To help figure out what is going on, please send the following (to
 the list, not to me!):
 
   [*]Your Slurm configuration file (with private data like IP
     addresses and node names removed)
     [*]Your ./configure command lines for
     [*]Slurm
       [*]Mpich
       [*]OpenMPI
   [*]The command(s) that you use to submit the job
 Andy
 
 On 08/11/2015 01:57 AM, Igor Chebotar
   wrote:
Hi all,

We are issuing a problem with a few applications that using MPI.

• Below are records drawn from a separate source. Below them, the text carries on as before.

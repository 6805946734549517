//! Deterministic slot placement on the tree's conical bands.
//!
//! Every pose is a pure function of its slot address and the band geometry:
//! the "random" scatter comes from a sine hash of a fixed per-slot seed, so
//! the same inputs always land on bit-identical positions.

use std::f32::consts::{PI, TAU};

use glam::Vec3;

use super::layers::Layer;
use crate::math::Rgb;

/// Taper of the cone surface; higher values pull the upper part inward faster
pub const FLARE_EXPONENT: f32 = 1.4;
/// Full width of the angular jitter, centred on the even spacing
pub const JITTER_SPAN: f32 = 0.8;
/// Slots sit in this fraction band of the layer height, measured from the bottom
pub const MIN_HEIGHT_FRACTION: f32 = 0.05;
pub const MAX_HEIGHT_FRACTION: f32 = 0.3;
/// Gap between the cone surface and the ornament centre
pub const SURFACE_CLEARANCE: f32 = 0.7;
/// Floor applied to degenerate radius/height values
pub const MIN_EXTENT: f32 = 0.1;

const LAYER_SEED: f64 = 137.0;
const SLOT_SEED: f64 = 928.0;
const HASH_SCALE: f64 = 10_000.0;

pub const FILLERS_PER_SLOT: usize = 2;
pub const FILLER_START_ANGLE: f32 = PI / 3.0;
pub const FILLER_PALETTE: [Rgb; 4] = [
    Rgb::new(0x87, 0xce, 0xfa),
    Rgb::new(0x1e, 0x90, 0xff),
    Rgb::new(0xff, 0xd7, 0x00),
    Rgb::new(0xff, 0xff, 0xff),
];
pub const FILLER_MIN_SCALE: f32 = 0.25;
pub const FILLER_SCALE_SPAN: f32 = 0.2;

/// Position (relative to the layer centre) and facing of one slot
#[derive(Debug, Clone, Copy, PartialEq)]
pub struct SlotPose {
    pub position: Vec3,
    pub y_rotation: f32,
}

/// A filler bauble: decorative only, never holds content
#[derive(Debug, Clone, Copy, PartialEq)]
pub struct FillerPose {
    pub pose: SlotPose,
    pub color: Rgb,
    pub scale: f32,
}

fn slot_seed(layer_index: usize, slot_index: usize) -> f64 {
    layer_index as f64 * LAYER_SEED + slot_index as f64 * SLOT_SEED
}

/// Fractional part of a scaled trig value, folded into `[0, 1]`.
fn hash_unit(value: f64) -> f32 {
    ((value * HASH_SCALE).fract().abs() as f32).min(1.0)
}

fn clamp_extent(value: f32) -> f32 {
    // f32::max discards NaN
    value.max(MIN_EXTENT)
}

/// Radius of the flared cone at normalised height `y_norm` (0 = bottom).
pub fn cone_radius(radius: f32, y_norm: f32) -> f32 {
    let y_norm = if y_norm.is_nan() { 0.0 } else { y_norm.clamp(0.0, 1.0) };
    radius * (1.0 - y_norm).powf(FLARE_EXPONENT)
}

/// Computes the pose of one slot.
///
/// `radius` and `height` are the effective (already scaled) extents of the
/// layer; values below [`MIN_EXTENT`] are raised to it. A `slot_count` of zero
/// is treated as one so the angular step stays finite.
pub fn slot_pose(
    layer_index: usize,
    slot_index: usize,
    slot_count: usize,
    radius: f32,
    height: f32,
    start_angle: f32,
) -> SlotPose {
    let radius = clamp_extent(radius);
    let height = clamp_extent(height);
    let seed = slot_seed(layer_index, slot_index);

    let angle_noise = hash_unit(seed.sin());
    let height_noise = hash_unit(seed.cos());

    let step = TAU / slot_count.max(1) as f32;
    let jitter = (angle_noise - 0.5) * JITTER_SPAN;
    let angle = start_angle + slot_index as f32 * step + jitter;

    let t = MIN_HEIGHT_FRACTION + height_noise * (MAX_HEIGHT_FRACTION - MIN_HEIGHT_FRACTION);
    let y = -height / 2.0 + t * height;
    let y_norm = (y + height / 2.0) / height;

    let r = cone_radius(radius, y_norm) + SURFACE_CLEARANCE;

    SlotPose {
        position: Vec3::new(angle.cos() * r, y, angle.sin() * r),
        y_rotation: -angle + PI / 2.0,
    }
}

/// All content slot poses of one layer, in slot order.
pub fn layer_slot_poses(layer_index: usize, layer: &Layer, start_angle: f32) -> Vec<SlotPose> {
    let radius = layer.effective_radius();
    let height = layer.effective_height();
    (0..layer.slot_count)
        .map(|i| slot_pose(layer_index, i, layer.slot_count, radius, height, start_angle))
        .collect()
}

/// Filler baubles for one layer: twice as many as content slots, offset by a
/// sixth of a turn so they fall between ornaments.
pub fn layer_filler_poses(layer_index: usize, layer: &Layer) -> Vec<FillerPose> {
    let count = layer.slot_count * FILLERS_PER_SLOT;
    let radius = layer.effective_radius();
    let height = layer.effective_height();
    (0..count)
        .map(|i| {
            let pose = slot_pose(layer_index, i, count, radius, height, FILLER_START_ANGLE);
            let seed = slot_seed(layer_index, i);
            let color_noise = hash_unit((seed * 0.37).sin());
            let scale_noise = hash_unit((seed * 0.61).cos());
            let palette_index =
                ((color_noise * FILLER_PALETTE.len() as f32) as usize).min(FILLER_PALETTE.len() - 1);
            FillerPose {
                pose,
                color: FILLER_PALETTE[palette_index],
                scale: FILLER_MIN_SCALE + scale_noise * FILLER_SCALE_SPAN,
            }
        })
        .collect()
}

#[cfg(test)]
mod tests {
    use super::*;

    #[test]
    fn test_cone_radius_bounds() {
        assert_eq!(cone_radius(3.0, 0.0), 3.0);
        assert_eq!(cone_radius(3.0, 1.0), 0.0);
        assert_eq!(cone_radius(3.0, -0.5), 3.0);
        assert_eq!(cone_radius(3.0, 2.0), 0.0);
    }

    #[test]
    fn test_cone_radius_tapers() {
        let lower = cone_radius(2.0, 0.2);
        let upper = cone_radius(2.0, 0.6);
        assert!(lower > upper);
        assert!((cone_radius(1.0, 0.5) - 0.5f32.powf(1.4)).abs() < 1e-6);
    }

    #[test]
    fn test_hash_unit_range() {
        for seed in 0..500 {
            let v = hash_unit((seed as f64 * 37.0).sin());
            assert!((0.0..=1.0).contains(&v));
        }
    }

    #[test]
    fn test_slot_pose_is_deterministic() {
        let a = slot_pose(2, 3, 4, 4.1, 6.8, 0.0);
        let b = slot_pose(2, 3, 4, 4.1, 6.8, 0.0);
        assert_eq!(a.position.to_array().map(f32::to_bits), b.position.to_array().map(f32::to_bits));
        assert_eq!(a.y_rotation.to_bits(), b.y_rotation.to_bits());
    }

    #[test]
    fn test_slot_pose_faces_outward() {
        let pose = slot_pose(0, 0, 7, 5.28, 8.8, 0.0);
        let angle = pose.position.z.atan2(pose.position.x);
        let expected = -angle + PI / 2.0;
        let diff = crate::math::wrap_angle(pose.y_rotation - expected);
        assert!(diff.abs() < 1e-4);
    }

    #[test]
    fn test_slot_pose_sits_outside_surface() {
        let (radius, height) = (5.28, 8.8);
        for i in 0..7 {
            let pose = slot_pose(0, i, 7, radius, height, 0.0);
            let y_norm = (pose.position.y + height / 2.0) / height;
            let horizontal = pose.position.x.hypot(pose.position.z);
            let expected = cone_radius(radius, y_norm) + SURFACE_CLEARANCE;
            assert!((horizontal - expected).abs() < 1e-4);
        }
    }

    #[test]
    fn test_slot_pose_height_band() {
        let height = 8.0;
        for i in 0..12 {
            let pose = slot_pose(1, i, 12, 4.0, height, 0.0);
            let t = (pose.position.y + height / 2.0) / height;
            assert!(t >= MIN_HEIGHT_FRACTION - 1e-5 && t <= MAX_HEIGHT_FRACTION + 1e-5);
        }
    }

    #[test]
    fn test_slot_pose_jitter_bounded() {
        let count = 6;
        for i in 0..count {
            let pose = slot_pose(3, i, count, 4.0, 6.0, 0.0);
            let angle = pose.position.z.atan2(pose.position.x);
            let base = i as f32 * TAU / count as f32;
            let jitter = crate::math::wrap_angle(angle - base);
            assert!(jitter.abs() <= JITTER_SPAN / 2.0 + 1e-4, "slot {} jitter {}", i, jitter);
        }
    }

    #[test]
    fn test_degenerate_extent_is_clamped() {
        let zero = slot_pose(0, 0, 3, 0.0, 0.0, 0.0);
        let negative = slot_pose(0, 0, 3, -4.0, -1.0, 0.0);
        let floor = slot_pose(0, 0, 3, MIN_EXTENT, MIN_EXTENT, 0.0);
        assert_eq!(zero, floor);
        assert_eq!(negative, floor);
        assert!(zero.position.is_finite());
    }

    #[test]
    fn test_nan_extent_is_clamped() {
        let pose = slot_pose(0, 1, 3, f32::NAN, f32::NAN, 0.0);
        assert!(pose.position.is_finite());
    }

    #[test]
    fn test_zero_slot_count_is_finite() {
        let pose = slot_pose(0, 0, 0, 2.0, 2.0, 0.0);
        assert!(pose.position.is_finite());
        assert!(pose.y_rotation.is_finite());
    }

    #[test]
    fn test_layer_slot_poses_count() {
        let layer = Layer::new(2.5, 2.2, 2.4, 4.0, 7);
        assert_eq!(layer_slot_poses(0, &layer, 0.0).len(), 7);
        let empty = Layer::new(0.0, 1.0, 1.0, 1.0, 0);
        assert!(layer_slot_poses(0, &empty, 0.0).is_empty());
    }

    #[test]
    fn test_start_angle_rotates_layout() {
        let layer = Layer::new(0.0, 1.0, 2.0, 3.0, 4);
        let base = layer_slot_poses(1, &layer, 0.0);
        let turned = layer_slot_poses(1, &layer, 0.5);
        for (a, b) in base.iter().zip(&turned) {
            assert!((a.position.y - b.position.y).abs() < 1e-6);
            assert!((a.y_rotation - b.y_rotation - 0.5).abs() < 1e-5);
        }
    }

    #[test]
    fn test_filler_poses() {
        let layer = Layer::new(4.2, 2.0, 2.35, 3.9, 6);
        let fillers = layer_filler_poses(1, &layer);
        assert_eq!(fillers.len(), 12);
        for filler in &fillers {
            assert!(FILLER_PALETTE.contains(&filler.color));
            assert!(filler.scale >= FILLER_MIN_SCALE);
            assert!(filler.scale <= FILLER_MIN_SCALE + FILLER_SCALE_SPAN + 1e-6);
        }
        assert_eq!(fillers, layer_filler_poses(1, &layer));
    }
}
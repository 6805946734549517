use glam::Vec3;

use super::state::OrbitOffsets;

pub const BASE_RADIUS: f32 = 24.0;
pub const RADIUS_SWAY: f32 = 2.0;
pub const BASE_HEIGHT: f32 = 6.0;
pub const HEIGHT_SWAY: f32 = 2.0;
/// Height bobs slightly faster than the orbit turns
pub const HEIGHT_SWAY_RATE: f32 = 1.4;
pub const LOOK_AT_HEIGHT: f32 = 5.0;
/// Share of the user height offset the gaze follows
pub const LOOK_AT_FOLLOW: f32 = 0.5;
/// Angular speed (rad per time unit) at tour speed 1.0
pub const MAX_ORBIT_SPEED: f32 = 0.2;

/// Maps the 0–1 tour speed setting to an angular orbit speed.
pub fn orbit_speed(tour_speed: f32) -> f32 {
    if tour_speed.is_finite() {
        tour_speed.clamp(0.0, 1.0) * MAX_ORBIT_SPEED
    } else {
        0.0
    }
}

/// Cylindrical description of the ambient orbit at one instant
#[derive(Debug, Clone, Copy, PartialEq)]
pub struct OrbitSample {
    pub angle: f32,
    pub radius: f32,
    pub height: f32,
    pub look_at: Vec3,
}

impl OrbitSample {
    pub fn position(&self) -> Vec3 {
        Vec3::new(
            self.angle.sin() * self.radius,
            self.height,
            self.angle.cos() * self.radius,
        )
    }
}

pub fn auto_height(t: f32, speed: f32) -> f32 {
    BASE_HEIGHT + (t * speed * HEIGHT_SWAY_RATE).sin() * HEIGHT_SWAY
}

/// The free circular orbit around the tree's vertical axis.
pub fn ambient_orbit(t: f32, speed: f32, offsets: &OrbitOffsets) -> OrbitSample {
    OrbitSample {
        angle: t * speed + offsets.rotation,
        radius: BASE_RADIUS + offsets.zoom + (t * speed).sin() * RADIUS_SWAY,
        height: auto_height(t, speed) + offsets.height,
        look_at: Vec3::new(0.0, LOOK_AT_HEIGHT + offsets.height * LOOK_AT_FOLLOW, 0.0),
    }
}
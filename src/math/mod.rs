mod angle;
mod color;
mod easing;

pub use angle::{lerp_angle, shortest_arc, wrap_angle};
pub use color::Rgb;
pub use easing::{lerp, smoothstep};
use crate::core::input::PointerEvent;

/// Receiver side of the pointer boundary; the input layer never touches
/// camera state directly
pub trait PointerSink {
    fn handle_pointer(&mut self, event: PointerEvent);
}
//! Camera choreography: ambient orbit, scripted tour blending, collision
//! avoidance and manual pointer override.

pub mod collision;
pub mod controller;
pub mod orbit;
pub mod state;
pub mod tour;

pub use collision::{avoid_collision, min_safe_radius};
pub use controller::{CameraController, FrameInput, TourSettings};
pub use orbit::{ambient_orbit, orbit_speed, OrbitSample};
pub use state::{CameraState, OrbitOffsets};
pub use tour::{blend_toward, blend_weight, focus_point, tour_phase, TourFocus, TourPhase};
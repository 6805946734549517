/// Linear interpolation between two scalars.
#[inline]
pub fn lerp(a: f32, b: f32, t: f32) -> f32 {
    a + (b - a) * t
}

/// Hermite smoothstep `p²(3 − 2p)` with `p` clamped to `[0, 1]`.
#[inline]
pub fn smoothstep(p: f32) -> f32 {
    let p = p.clamp(0.0, 1.0);
    p * p * (3.0 - 2.0 * p)
}
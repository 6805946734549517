/// Repeating interval timer driven by frame deltas; the host owns it and
/// acts when it fires (content reshuffles)
#[derive(Debug, Clone, Copy)]
pub struct Repeating {
    interval: f32,
    accumulator: f32,
}

impl Repeating {
    /// Create timer that fires every `interval` seconds
    pub fn every(interval: f32) -> Self {
        Self {
            interval: interval.max(f32::EPSILON),
            accumulator: 0.0,
        }
    }

    /// Update with delta, returns true if should fire.
    /// Fires at most once per call; the remainder carries over.
    pub fn tick(&mut self, delta: f32) -> bool {
        if delta.is_finite() && delta > 0.0 {
            self.accumulator += delta;
        }

        if self.accumulator >= self.interval {
            self.accumulator %= self.interval;
            true
        } else {
            false
        }
    }

    /// Fraction of the current interval elapsed, in [0, 1)
    pub fn progress(&self) -> f32 {
        self.accumulator / self.interval
    }

    pub fn reset(&mut self) {
        self.accumulator = 0.0;
    }
}

#[cfg(test)]
mod tests {
    use super::*;

    #[test]
    fn repeating_fires_at_interval() {
        let mut timer = Repeating::every(1.0);

        assert!(!timer.tick(0.6));
        assert!(timer.tick(0.6)); // 1.2s
        assert!((timer.progress() - 0.2).abs() < 1e-5);
        assert!(!timer.tick(0.5));
        assert!(timer.tick(0.4)); // 2.1s
    }

    #[test]
    fn repeating_fires_once_for_huge_delta() {
        let mut timer = Repeating::every(1.0);

        assert!(timer.tick(3.5));
        assert!(!timer.tick(0.1));
    }

    #[test]
    fn repeating_ignores_bad_deltas() {
        let mut timer = Repeating::every(1.0);

        assert!(!timer.tick(f32::NAN));
        assert!(!timer.tick(-5.0));
        assert_eq!(timer.progress(), 0.0);
    }

    #[test]
    fn repeating_reset() {
        let mut timer = Repeating::every(2.0);

        timer.tick(1.5);
        timer.reset();
        assert_eq!(timer.progress(), 0.0);
        assert!(!timer.tick(1.5));
    }
}
//! Persisted viewer settings and content lists, stored as JSON.

use std::fs;
use std::path::Path;

use anyhow::{Context, Result};
use log::{info, warn};
use serde::{Deserialize, Serialize};

use crate::camera::controller::{TourSettings, DEFAULT_TOUR_SPEED};
use crate::math::Rgb;
use crate::tree::DEFAULT_TREE_COLOR;
use crate::types::ContentItem;

/// User-facing knobs; missing fields take their defaults
#[derive(Debug, Clone, Copy, PartialEq, Serialize, Deserialize)]
#[serde(default)]
pub struct Settings {
    pub tour_enabled: bool,
    pub tour_speed: f32,
    pub tree_color: Rgb,
}

impl Default for Settings {
    fn default() -> Self {
        Self {
            tour_enabled: true,
            tour_speed: DEFAULT_TOUR_SPEED,
            tree_color: DEFAULT_TREE_COLOR,
        }
    }
}

impl Settings {
    /// Clamps `tour_speed` into [0, 1]; a non-finite value falls back to the default.
    pub fn sanitized(mut self) -> Self {
        self.tour_speed = if self.tour_speed.is_finite() {
            self.tour_speed.clamp(0.0, 1.0)
        } else {
            DEFAULT_TOUR_SPEED
        };
        self
    }

    pub fn tour(&self) -> TourSettings {
        TourSettings {
            enabled: self.tour_enabled,
            speed: self.tour_speed,
        }
    }

    pub fn from_json(json: &str) -> Result<Self> {
        let settings: Settings = serde_json::from_str(json).context("Failed to parse settings")?;
        let sanitized = settings.sanitized();
        if sanitized.tour_speed != settings.tour_speed {
            warn!(
                "tour_speed {} out of range, using {}",
                settings.tour_speed, sanitized.tour_speed
            );
        }
        Ok(sanitized)
    }

    pub fn load(path: &Path) -> Result<Self> {
        let json = fs::read_to_string(path)
            .with_context(|| format!("Failed to read settings from {}", path.display()))?;
        let settings = Self::from_json(&json)
            .with_context(|| format!("Invalid settings file {}", path.display()))?;
        info!("Loaded settings from {}", path.display());
        Ok(settings)
    }
}

/// A content list entry: either a bare id or a full item
#[derive(Debug, Deserialize)]
#[serde(untagged)]
enum ContentEntry {
    Id(String),
    Item(ContentItem),
}

impl From<ContentEntry> for ContentItem {
    fn from(entry: ContentEntry) -> Self {
        match entry {
            ContentEntry::Id(id) => ContentItem::new(id),
            ContentEntry::Item(item) => item,
        }
    }
}

/// Parses a JSON array of ids or `{ "id", "colorHint" }` objects.
pub fn parse_content(json: &str) -> Result<Vec<ContentItem>> {
    let entries: Vec<ContentEntry> =
        serde_json::from_str(json).context("Failed to parse content list")?;
    Ok(entries.into_iter().map(ContentItem::from).collect())
}

pub fn load_content(path: &Path) -> Result<Vec<ContentItem>> {
    let json = fs::read_to_string(path)
        .with_context(|| format!("Failed to read content list from {}", path.display()))?;
    let content = parse_content(&json)
        .with_context(|| format!("Invalid content file {}", path.display()))?;
    info!("Loaded {} content items from {}", content.len(), path.display());
    Ok(content)
}

/// Placeholder content for runs without a content file
pub fn sample_content(count: usize) -> Vec<ContentItem> {
    (1..=count).map(|i| ContentItem::new(format!("photo-{:02}", i))).collect()
}

#[cfg(test)]
mod tests {
    use super::*;

    #[test]
    fn test_default_settings() {
        let settings = Settings::default();
        assert!(settings.tour_enabled);
        assert_eq!(settings.tour_speed, 0.12);
        assert_eq!(settings.tree_color.to_string(), "#2e8b57");
    }

    #[test]
    fn test_partial_settings_use_defaults() {
        let settings = Settings::from_json(r#"{ "tour_enabled": false }"#).unwrap();
        assert!(!settings.tour_enabled);
        assert_eq!(settings.tour_speed, DEFAULT_TOUR_SPEED);
    }

    #[test]
    fn test_settings_tour_speed_clamped() {
        let settings = Settings::from_json(r#"{ "tour_speed": 4.0 }"#).unwrap();
        assert_eq!(settings.tour_speed, 1.0);
        let settings = Settings::from_json(r#"{ "tour_speed": -1.0 }"#).unwrap();
        assert_eq!(settings.tour_speed, 0.0);
    }

    #[test]
    fn test_settings_color_parsed() {
        let settings = Settings::from_json(r##"{ "tree_color": "#FF0000" }"##).unwrap();
        assert_eq!(settings.tree_color, Rgb::new(255, 0, 0));
        assert!(Settings::from_json(r#"{ "tree_color": "green" }"#).is_err());
    }

    #[test]
    fn test_settings_to_tour() {
        let settings = Settings {
            tour_enabled: false,
            tour_speed: 0.5,
            ..Settings::default()
        };
        assert_eq!(
            settings.tour(),
            TourSettings {
                enabled: false,
                speed: 0.5
            }
        );
    }

    #[test]
    fn test_settings_round_trip_json() {
        let json = serde_json::to_string(&Settings::default()).unwrap();
        assert!(json.contains("\"#2e8b57\""));
        assert_eq!(Settings::from_json(&json).unwrap(), Settings::default());
    }

    #[test]
    fn test_parse_content_mixed_entries() {
        let content =
            parse_content(r##"["a.jpg", { "id": "b.jpg", "colorHint": "#102030" }]"##).unwrap();
        assert_eq!(content.len(), 2);
        assert_eq!(content[0], ContentItem::new("a.jpg"));
        assert_eq!(content[1].color_hint, Some(Rgb::new(0x10, 0x20, 0x30)));
    }

    #[test]
    fn test_parse_content_rejects_object() {
        assert!(parse_content(r#"{ "id": "a" }"#).is_err());
    }

    #[test]
    fn test_load_missing_file() {
        let err = load_content(Path::new("/nonexistent/content.json")).unwrap_err();
        assert!(format!("{:#}", err).contains("/nonexistent/content.json"));
    }

    #[test]
    fn test_sample_content() {
        let content = sample_content(3);
        assert_eq!(content.len(), 3);
        assert_eq!(content[0].id, "photo-01");
    }
}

When we executing the job, the processes looks like running well without any 
errors, but when the job is ending in the Slurm output we always get errors 
like:

Slurm output file:
===================================================================================

=   BAD TERMINATION OF ONE OF YOUR APPLICATION PROCESSES

=   PID 25147 RUNNING AT bee002

=   EXIT CODE: 2

=   CLEANING UP REMAINING PROCESSES

=   YOU CAN IGNORE THE BELOW CLEANUP MESSAGES

===================================================================================

[proxy:0:0@bee001] HYD_pmcd_pmip_control_cmd_cb (pm/pmiserv/pmip_cb.c:885): 
assert (!closed) failed

[proxy:0:0@bee001] HYDT_dmxu_poll_wait_for_event (tools/demux/demux_poll.c:76): 
callback returned error status

[proxy:0:0@bee001] main (pm/pmiserv/pmip.c:206): demux engine error waiting for 
event

srun: error: bee001: task 0: Exited with exit code 7

srun: error: _server_read: fd 19 got error or unexpected eof reading header

srun: error: step_launch_notify_io_failure: aborting, io error with slurmstepd 
on node 2

[mpiexec@bee001] HYDT_bscu_wait_for_completion 
(tools/bootstrap/utils/bscu_wait.c:76): one of the processes terminated badly; 
aborting

[mpiexec@bee001] HYDT_bsci_wait_for_completion 
(tools/bootstrap/src/bsci_wait.c:23): launcher returned error waiting for 
completion

[mpiexec@bee001] HYD_pmci_wait_for_completion (pm/pmiserv/pmiserv_pmci.c:218): 
launcher returned error waiting for completion

[mpiexec@bee001] main (ui/mpich/mpiexec.c:344): process manager error waiting 
for completion
Slurm's Email Title upon failure:
SLURM Job_id=243524 Name=cloudy Failed, Run time 1-14:46:11, FAILED, ExitCode 
255
The output of the job itself looks fine, so it means that everything running 
fine and the problem is only in the job ending process.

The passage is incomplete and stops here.